[REQUIREMENT] From the entries, copy out every line in which the word "area" is found.

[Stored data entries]
//! Native host backed by a `winit` window.
//!
//! The window's client area plays the role of the host element: its physical
//! inner size is the device-pixel box, the scale factor is the device pixel
//! ratio, and occlusion stands in for document visibility. The caller creates
//! the GL context and surface (for instance with glutin) and hands the context
//! over; `WindowHost` forwards window events to the mount through
//! [`WindowHost::translate`].

use std::collections::HashSet;
use std::sync::Arc;
use std::time::Instant;

use winit::dpi::PhysicalSize;
use winit::event::WindowEvent;
use winit::window::{Window, WindowId};

use crate::gl::GraphicsContext;
use crate::host::{
    BoxSize, ElementId, FrameRequest, HostElement, HostEvent, HostSignal, ListenerId, ObserverId,
    ViewportMetrics,
};
use crate::types::ContextOptions;

/// Box size of a client area of `size` physical pixels at `scale_factor`.
pub fn box_size_for(size: PhysicalSize<u32>, scale_factor: f64) -> BoxSize {
    let scale = if scale_factor > 0.0 { scale_factor } else { 1.0 };
    BoxSize::css(
        f64::from(size.width) / scale,
        f64::from(size.height) / scale,
    )
    .with_device_pixels(size.width, size.height)
}

/// Observation and scheduling state, kept apart from the window so it can be
/// driven without a display.
#[derive(Debug, Default)]
pub(crate) struct WindowSignals {
    next_handle: u64,
    observer: Option<ObserverId>,
    listeners: Vec<(ListenerId, HostSignal)>,
    pending_frame: Option<FrameRequest>,
    occluded: bool,
}

impl WindowSignals {
    fn next_handle(&mut self) -> u64 {
        self.next_handle += 1;
        self.next_handle
    }

    fn listens(&self, signal: HostSignal) -> bool {
        self.listeners.iter().any(|(_, active)| *active == signal)
    }

    fn observe(&mut self) -> ObserverId {
        let observer = ObserverId(self.next_handle());
        self.observer = Some(observer);
        observer
    }

    fn disconnect(&mut self, observer: ObserverId) {
        if self.observer == Some(observer) {
            self.observer = None;
        }
    }

    fn add_listener(&mut self, signal: HostSignal) -> ListenerId {
        let listener = ListenerId(self.next_handle());
        self.listeners.push((listener, signal));
        listener
    }

    fn remove_listener(&mut self, listener: ListenerId) {
        self.listeners.retain(|(active, _)| *active != listener);
    }

    fn request_frame(&mut self) -> FrameRequest {
        let request = FrameRequest(self.next_handle());
        self.pending_frame = Some(request);
        request
    }

    fn cancel_frame(&mut self, request: FrameRequest) {
        if self.pending_frame == Some(request) {
            self.pending_frame = None;
        }
    }

    pub(crate) fn translate(&mut self, event: &WindowEvent, scale_factor: f64) -> Option<HostEvent> {
        match event {
            WindowEvent::Resized(size) if self.observer.is_some() => {
                Some(HostEvent::Resized(box_size_for(*size, scale_factor)))
            }
            WindowEvent::ScaleFactorChanged { .. } if self.listens(HostSignal::ViewportZoom) => {
                Some(HostEvent::ZoomChanged)
            }
            WindowEvent::Occluded(occluded) => {
                self.occluded = *occluded;
                self.listens(HostSignal::Visibility)
                    .then_some(HostEvent::VisibilityChanged)
            }
            WindowEvent::RedrawRequested => self.pending_frame.take().map(HostEvent::Frame),
            _ => None,
        }
    }
}

/// [`HostElement`] over a `winit` window and a caller-created context.
pub struct WindowHost<G: GraphicsContext> {
    window: Arc<Window>,
    context: Option<G>,
    surface_size: Option<PhysicalSize<u32>>,
    signals: WindowSignals,
    stylesheets: HashSet<String>,
}

impl<G: GraphicsContext> WindowHost<G> {
    /// `context` must be current on the calling thread and target `window`.
    pub fn new(window: Arc<Window>, context: G) -> Self {
        Self {
            window,
            context: Some(context),
            surface_size: None,
            signals: WindowSignals::default(),
            stylesheets: HashSet::new(),
        }
    }

    pub fn window(&self) -> &Arc<Window> {
        &self.window
    }

    pub fn window_id(&self) -> WindowId {
        self.window.id()
    }

    /// Backing-store size chosen by the mount; the GL surface should be
    /// resized to match before the next swap.
    pub fn surface_size(&self) -> Option<PhysicalSize<u32>> {
        self.surface_size
    }

    /// Converts a window event into the notification the mount expects.
    ///
    /// `RedrawRequested` only yields a frame when the mount asked for one;
    /// redraws requested by the platform return `None`, and the caller can
    /// repaint with `mount.set_frame(mount.current_frame())`.
    pub fn translate(&mut self, event: &WindowEvent) -> Option<HostEvent> {
        let scale_factor = self.window.scale_factor();
        self.signals.translate(event, scale_factor)
    }
}

impl<G: GraphicsContext> HostElement for WindowHost<G> {
    type Context = G;

    fn element_id(&self) -> ElementId {
        ElementId(u64::from(self.window.id()))
    }

    fn is_connected(&self) -> bool {
        true
    }

    fn create_context(&mut self, options: &ContextOptions) -> Option<G> {
        tracing::debug!(?options, "handing pre-created context to mount");
        self.context.take()
    }

    fn set_canvas_size(&mut self, width: u32, height: u32) {
        self.surface_size = Some(PhysicalSize::new(width, height));
    }

    fn remove_canvas(&mut self) {
        self.surface_size = None;
    }

    fn box_size(&self) -> Option<BoxSize> {
        let size = self.window.inner_size();
        if size.width == 0 || size.height == 0 {
            return None;
        }
        Some(box_size_for(size, self.window.scale_factor()))
    }

    fn viewport(&self) -> ViewportMetrics {
        ViewportMetrics {
            device_pixel_ratio: self.window.scale_factor(),
            ..ViewportMetrics::default()
        }
    }

    fn document_hidden(&self) -> bool {
        self.signals.occluded || self.window.is_minimized() == Some(true)
    }

    fn observe_size(&mut self) -> ObserverId {
        self.signals.observe()
    }

    fn disconnect_size_observer(&mut self, observer: ObserverId) {
        self.signals.disconnect(observer);
    }

    fn add_listener(&mut self, signal: HostSignal) -> ListenerId {
        self.signals.add_listener(signal)
    }

    fn remove_listener(&mut self, listener: ListenerId) {
        self.signals.remove_listener(listener);
    }

    fn request_frame(&mut self) -> FrameRequest {
        let request = self.signals.request_frame();
        self.window.request_redraw();
        request
    }

    fn cancel_frame(&mut self, request: FrameRequest) {
        self.signals.cancel_frame(request);
    }

    fn now(&self) -> Instant {
        Instant::now()
    }

    fn has_stylesheet(&self, id: &str) -> bool {
        self.stylesheets.contains(id)
    }

    fn insert_stylesheet(&mut self, id: &str, _css: &str) {
        self.stylesheets.insert(id.to_owned());
    }
}

#[cfg(test)]
mod tests {
    use super::*;

    #[test]
    fn box_size_carries_device_pixels() {
        let size = box_size_for(PhysicalSize::new(2560, 1440), 2.0);
        assert_eq!(size.css_width, 1280.0);
        assert_eq!(size.css_height, 720.0);
        assert_eq!(size.device_pixels, Some((2560, 1440)));
    }

    #[test]
    fn resize_events_need_an_observer() {
        let mut signals = WindowSignals::default();
        let event = WindowEvent::Resized(PhysicalSize::new(800, 600));
        assert_eq!(signals.translate(&event, 1.0), None);
        let observer = signals.observe();
        assert!(matches!(
            signals.translate(&event, 1.0),
            Some(HostEvent::Resized(size)) if size.device_pixels == Some((800, 600))
        ));
        signals.disconnect(observer);
        assert_eq!(signals.translate(&event, 1.0), None);
    }

    #[test]
    fn occlusion_updates_visibility() {
        let mut signals = WindowSignals::default();
        signals.add_listener(HostSignal::Visibility);
        assert_eq!(
            signals.translate(&WindowEvent::Occluded(true), 1.0),
            Some(HostEvent::VisibilityChanged)
        );
        assert!(signals.occluded);
    }

    #[test]
    fn redraw_delivers_only_requested_frames() {
        let mut signals = WindowSignals::default();
        assert_eq!(signals.translate(&WindowEvent::RedrawRequested, 1.0), None);
        let request = signals.request_frame();
        assert_eq!(
            signals.translate(&WindowEvent::RedrawRequested, 1.0),
            Some(HostEvent::Frame(request))
        );
        assert_eq!(signals.translate(&WindowEvent::RedrawRequested, 1.0), None);

        let cancelled = signals.request_frame();
        signals.cancel_frame(cancelled);
        assert_eq!(signals.translate(&WindowEvent::RedrawRequested, 1.0), None);
    }
}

[EXPECTED OUTPUT]
//! The window's client area plays the role of the host element: its physical
/// Box size of a client area of `size` physical pixels at `scale_factor`.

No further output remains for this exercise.